Bound antibodies were detected with goat anti-mouse peroxidase
conjugated secondary antibodies (Dianova). For immunoprecipitation
fly heads were homogenized as described above and lysates were
treated as described in the antibodies protocol guide from
Clontech. The antibodies mab 6E10 (alpha-Abeta1-16, Signet
Pathology Systems) and mab 4G8 (alpha-Abeta17-24, Signet Pathology
Systems) were used for immunoprecipitation. Samples were separated
on 10-20% gradient Novex Tris-Tricine gels (Invitrogen) and blotted
onto Protran BA 79 Cellulosenitrate membranes (0.1 .mu.m,
Schleicher/Schuell, Dassel, Germany).

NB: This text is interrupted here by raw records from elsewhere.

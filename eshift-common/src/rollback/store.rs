//! Durable rollback state.
//!
//! The state file is the source of truth across restarts. Writes go to a
//! uniquely named temp file in the same directory, are fsynced, then
//! renamed over the target so readers never observe a partial document.

use super::{RecoveryReport, RollbackRecord, RollbackState};
use crate::errors::{ErrorCode, MigrationError};
use serde::{Deserialize, Serialize};
use std::fs;
use std::io::Write;
use std::path::{Path, PathBuf};
use std::sync::Mutex;
use std::sync::atomic::{AtomicBool, AtomicU64, Ordering};
use tracing::debug;
use uuid::Uuid;

pub const STATE_SCHEMA_VERSION: u32 = 1;

/// On-disk document. Unknown fields are ignored on read.
#[derive(Debug, Clone, PartialEq, Serialize, Deserialize)]
pub struct PersistedState {
    #[serde(default = "default_schema_version")]
    pub schema_version: u32,
    pub current_state: RollbackState,
    #[serde(default)]
    pub history: Vec<RollbackRecord>,
    #[serde(default)]
    pub recovery_failures: u32,
    #[serde(default)]
    pub last_recovery: Option<RecoveryReport>,
}

fn default_schema_version() -> u32 {
    STATE_SCHEMA_VERSION
}

impl Default for PersistedState {
    fn default() -> Self {
        Self {
            schema_version: STATE_SCHEMA_VERSION,
            current_state: RollbackState::Healthy,
            history: Vec::new(),
            recovery_failures: 0,
            last_recovery: None,
        }
    }
}

/// Storage for [`PersistedState`].
///
/// `load` returns `Ok(None)` when nothing has been saved yet.
pub trait StateStore: Send + Sync {
    fn load(&self) -> Result<Option<PersistedState>, MigrationError>;
    fn save(&self, state: &PersistedState) -> Result<(), MigrationError>;
    /// Human-readable location for status output.
    fn location(&self) -> String;
}

/// Default state file: `<data_local_dir>/eshift/rollback_state.json`.
pub fn default_state_path() -> PathBuf {
    dirs::data_local_dir()
        .unwrap_or_else(std::env::temp_dir)
        .join("eshift")
        .join("rollback_state.json")
}

/// JSON file store with atomic replace.
#[derive(Debug)]
pub struct FileStateStore {
    path: PathBuf,
    write_lock: Mutex<()>,
}

impl FileStateStore {
    pub fn new(path: impl Into<PathBuf>) -> Self {
        Self {
            path: path.into(),
            write_lock: Mutex::new(()),
        }
    }

    pub fn path(&self) -> &Path {
        &self.path
    }

    fn persistence_error(&self, code: ErrorCode, message: String) -> MigrationError {
        MigrationError::Persistence {
            code,
            path: self.path.clone(),
            message,
        }
    }
}

impl StateStore for FileStateStore {
    fn load(&self) -> Result<Option<PersistedState>, MigrationError> {
        let raw = match fs::read_to_string(&self.path) {
            Ok(raw) => raw,
            Err(err) if err.kind() == std::io::ErrorKind::NotFound => return Ok(None),
            Err(err) => {
                return Err(self.persistence_error(ErrorCode::StateReadError, err.to_string()));
            }
        };
        serde_json::from_str(&raw)
            .map(Some)
            .map_err(|err| self.persistence_error(ErrorCode::StateReadError, err.to_string()))
    }

    fn save(&self, state: &PersistedState) -> Result<(), MigrationError> {
        let _guard = self.write_lock.lock().unwrap_or_else(|e| e.into_inner());
        let content = serde_json::to_vec_pretty(state)
            .map_err(|err| self.persistence_error(ErrorCode::StateWriteError, err.to_string()))?;
        atomic_write(&self.path, &content)
            .map_err(|err| self.persistence_error(ErrorCode::StateWriteError, err.to_string()))?;
        debug!("Persisted rollback state to {:?}", self.path);
        Ok(())
    }

    fn location(&self) -> String {
        self.path.display().to_string()
    }
}

fn atomic_write(path: &Path, content: &[u8]) -> std::io::Result<()> {
    let parent = match path.parent() {
        Some(parent) if !parent.as_os_str().is_empty() => parent.to_path_buf(),
        _ => PathBuf::from("."),
    };
    fs::create_dir_all(&parent)?;
    let temp_path = parent.join(format!(".{}.tmp", Uuid::new_v4()));

    let result = (|| {
        let mut file = fs::File::create(&temp_path)?;
        file.write_all(content)?;
        file.sync_all()?;
        fs::rename(&temp_path, path)
    })();

    if result.is_err() {
        let _ = fs::remove_file(&temp_path);
    }
    result
}

/// In-memory store for tests and ephemeral runs. Writes can be made to
/// fail to exercise persistence error paths.
#[derive(Debug, Default)]
pub struct MemoryStateStore {
    state: Mutex<Option<PersistedState>>,
    fail_writes: AtomicBool,
    saves: AtomicU64,
    rejected_saves: AtomicU64,
}

impl MemoryStateStore {
    pub fn new() -> Self {
        Self::default()
    }

    pub fn with_state(state: PersistedState) -> Self {
        Self {
            state: Mutex::new(Some(state)),
            ..Self::default()
        }
    }

    pub fn set_fail_writes(&self, fail: bool) {
        self.fail_writes.store(fail, Ordering::SeqCst);
    }

    pub fn saves(&self) -> u64 {
        self.saves.load(Ordering::SeqCst)
    }

    /// Save attempts refused while writes were failing.
    pub fn rejected_saves(&self) -> u64 {
        self.rejected_saves.load(Ordering::SeqCst)
    }

    pub fn snapshot(&self) -> Option<PersistedState> {
        self.state.lock().unwrap_or_else(|e| e.into_inner()).clone()
    }
}

impl StateStore for MemoryStateStore {
    fn load(&self) -> Result<Option<PersistedState>, MigrationError> {
        Ok(self.snapshot())
    }

    fn save(&self, state: &PersistedState) -> Result<(), MigrationError> {
        if self.fail_writes.load(Ordering::SeqCst) {
            self.rejected_saves.fetch_add(1, Ordering::SeqCst);
            return Err(MigrationError::Persistence {
                code: ErrorCode::StateWriteError,
                path: PathBuf::from("<memory>"),
                message: "writes disabled".to_string(),
            });
        }
        *self.state.lock().unwrap_or_else(|e| e.into_inner()) = Some(state.clone());
        self.saves.fetch_add(1, Ordering::SeqCst);
        Ok(())
    }

    fn location(&self) -> String {
        "<memory>".to_string()
    }
}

Detection of beta-amyloid was
performed as described (Ida et al., J Biol Chem 1996, 271:
22908-14) using mab 6E10 and goat anti-mouse peroxidase conjugated
secondary antibody (Dianova).
[0134] For the detection of human SULT4A1 expression in transgenic
Drosophila a reverse transcriptase PCR (RT-PCR Reaction) reaction
was performed using SULT4A1 splice variant 1 specific primers as
described in the present invention (Example (iv)).

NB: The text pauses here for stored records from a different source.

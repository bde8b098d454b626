use std::time::Duration;

use recap_core::{JobPayload, JobResult, SessionId, VideoSource};
use recap_logging::{recap_debug, recap_info};
use reqwest::header::CONTENT_TYPE;
use reqwest::multipart::{Form, Part};
use serde::Deserialize;
use tokio_util::io::ReaderStream;
use url::Url;

use crate::{CleanupError, EngineError, FailureKind, ReconnectPolicy, RequestError};

pub const DEFAULT_SERVER_URL: &str = "http://127.0.0.1:5001";
const DEFAULT_PROCESS_ERROR: &str = "Processing failed. Please check your input and try again.";

#[derive(Debug, Clone)]
pub struct ClientSettings {
    pub server_url: Url,
    pub connect_timeout: Duration,
    /// `None` waits as long as the server keeps the request open.
    pub process_timeout: Option<Duration>,
    pub cleanup_timeout: Duration,
    pub reconnect: ReconnectPolicy,
}

impl ClientSettings {
    pub fn new(server_url: &str) -> Result<Self, EngineError> {
        Ok(Self {
            server_url: Url::parse(server_url)?,
            connect_timeout: Duration::from_secs(10),
            process_timeout: Some(Duration::from_secs(60 * 60)),
            cleanup_timeout: Duration::from_secs(15),
            reconnect: ReconnectPolicy::default(),
        })
    }

    pub(crate) fn endpoint(&self, path: &str) -> Result<Url, url::ParseError> {
        self.server_url.join(path)
    }

    pub(crate) fn build_client(&self) -> Result<reqwest::Client, EngineError> {
        reqwest::Client::builder()
            .connect_timeout(self.connect_timeout)
            .build()
            .map_err(|err| EngineError::Client(err.to_string()))
    }
}

/// Backend calls made for a job, apart from the log stream.
#[async_trait::async_trait]
pub trait RecapApi: Send + Sync {
    async fn process(
        &self,
        session_id: &SessionId,
        payload: &JobPayload,
    ) -> Result<JobResult, RequestError>;

    async fn cleanup(&self, session_id: &SessionId) -> Result<(), CleanupError>;
}

#[derive(Debug, Clone)]
pub struct ReqwestRecapApi {
    settings: ClientSettings,
    client: reqwest::Client,
}

impl ReqwestRecapApi {
    pub fn new(settings: ClientSettings) -> Result<Self, EngineError> {
        let client = settings.build_client()?;
        Ok(Self { settings, client })
    }

    async fn build_form(
        &self,
        session_id: &SessionId,
        payload: &JobPayload,
    ) -> Result<Form, RequestError> {
        let mut form = Form::new();
        match &payload.source {
            VideoSource::File(path) => {
                let local_error = |err: std::io::Error| {
                    RequestError::new(
                        FailureKind::LocalFile,
                        format!("Could not read video file {}: {err}", path.display()),
                    )
                };
                let file = tokio::fs::File::open(path).await.map_err(local_error)?;
                let len = file.metadata().await.map_err(local_error)?.len();
                let body = reqwest::Body::wrap_stream(ReaderStream::new(file));
                form = form.part(
                    "video",
                    Part::stream_with_length(body, len).file_name(payload.source.label()),
                );
            }
            VideoSource::DriveUrl(url) => {
                form = form.text("drive_url", url.clone());
            }
        }
        if let Some(instructions) = &payload.instructions {
            form = form.text("instructions", instructions.clone());
        }
        Ok(form
            .text("script_text", payload.script_text.clone())
            .text("movie_title", payload.movie_title.clone())
            .text("session_id", session_id.to_string()))
    }
}

#[async_trait::async_trait]
impl RecapApi for ReqwestRecapApi {
    async fn process(
        &self,
        session_id: &SessionId,
        payload: &JobPayload,
    ) -> Result<JobResult, RequestError> {
        let url = self
            .settings
            .endpoint("/api/process")
            .map_err(|err| RequestError::new(FailureKind::Network, err.to_string()))?;
        let form = self.build_form(session_id, payload).await?;

        let mut request = self.client.post(url).multipart(form);
        if let Some(timeout) = self.settings.process_timeout {
            request = request.timeout(timeout);
        }
        recap_info!(session: session_id; "submitting processing request");
        let response = request.send().await.map_err(map_reqwest_error)?;

        let status = response.status();
        let body = response.bytes().await.map_err(map_reqwest_error)?;
        if !status.is_success() {
            let message = error_message(&body).unwrap_or_else(|| DEFAULT_PROCESS_ERROR.to_string());
            return Err(RequestError::new(
                FailureKind::HttpStatus(status.as_u16()),
                message,
            ));
        }

        serde_json::from_slice(&body).map_err(|err| {
            RequestError::new(
                FailureKind::Decode,
                format!("Unexpected response from server: {err}"),
            )
        })
    }

    async fn cleanup(&self, session_id: &SessionId) -> Result<(), CleanupError> {
        let url = self
            .settings
            .endpoint("/api/cleanup")
            .map_err(|err| CleanupError::Network(err.to_string()))?;
        let body = serde_json::json!({ "session_id": session_id.as_str() }).to_string();

        let response = self
            .client
            .post(url)
            .header(CONTENT_TYPE, "application/json")
            .timeout(self.settings.cleanup_timeout)
            .body(body)
            .send()
            .await
            .map_err(|err| CleanupError::Network(err.to_string()))?;

        let status = response.status();
        if !status.is_success() {
            return Err(CleanupError::HttpStatus(status.as_u16()));
        }
        recap_debug!(session: session_id; "cleanup accepted with status {}", status);
        Ok(())
    }
}

#[derive(Deserialize)]
struct ErrorBody {
    #[serde(default)]
    error: Option<String>,
}

fn error_message(body: &[u8]) -> Option<String> {
    serde_json::from_slice::<ErrorBody>(body)
        .ok()?
        .error
        .filter(|message| !message.trim().is_empty())
}

fn map_reqwest_error(err: reqwest::Error) -> RequestError {
    if err.is_timeout() {
        return RequestError::new(FailureKind::Timeout, "The server took too long to respond.");
    }
    RequestError::new(
        FailureKind::Network,
        format!("Could not reach the server: {err}"),
    )
}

[0135] To characterize the potential impact of human SULT4A1
expression on the neuropathology associated with amyloidogenic
processing of human APP (beta-amyloid precursor protein, hAPP) in
transgenic flies SULT4A1sv1 was co-expressed with hAPP and human
BACE (Beta site APP cleaving enzyme, hBACE) in the adult retina by
using the eye-specific GAL4 line gmr-GAL4. Transgenic expression of
SULT4A1sv1 under the control of gmr-GAL4 was confirmed by RT-PCR
using splice variant 1 specific primers. The PCR reaction resulted
in a fragment with the expected melting temperature and size as
shown in FIG. 22A. Three different transgenic fly lines were used
(SULT4svA1#3, #8 and #22). Relative differences in the expression
efficiency were calculated according to the cycle number (FIG. 22B)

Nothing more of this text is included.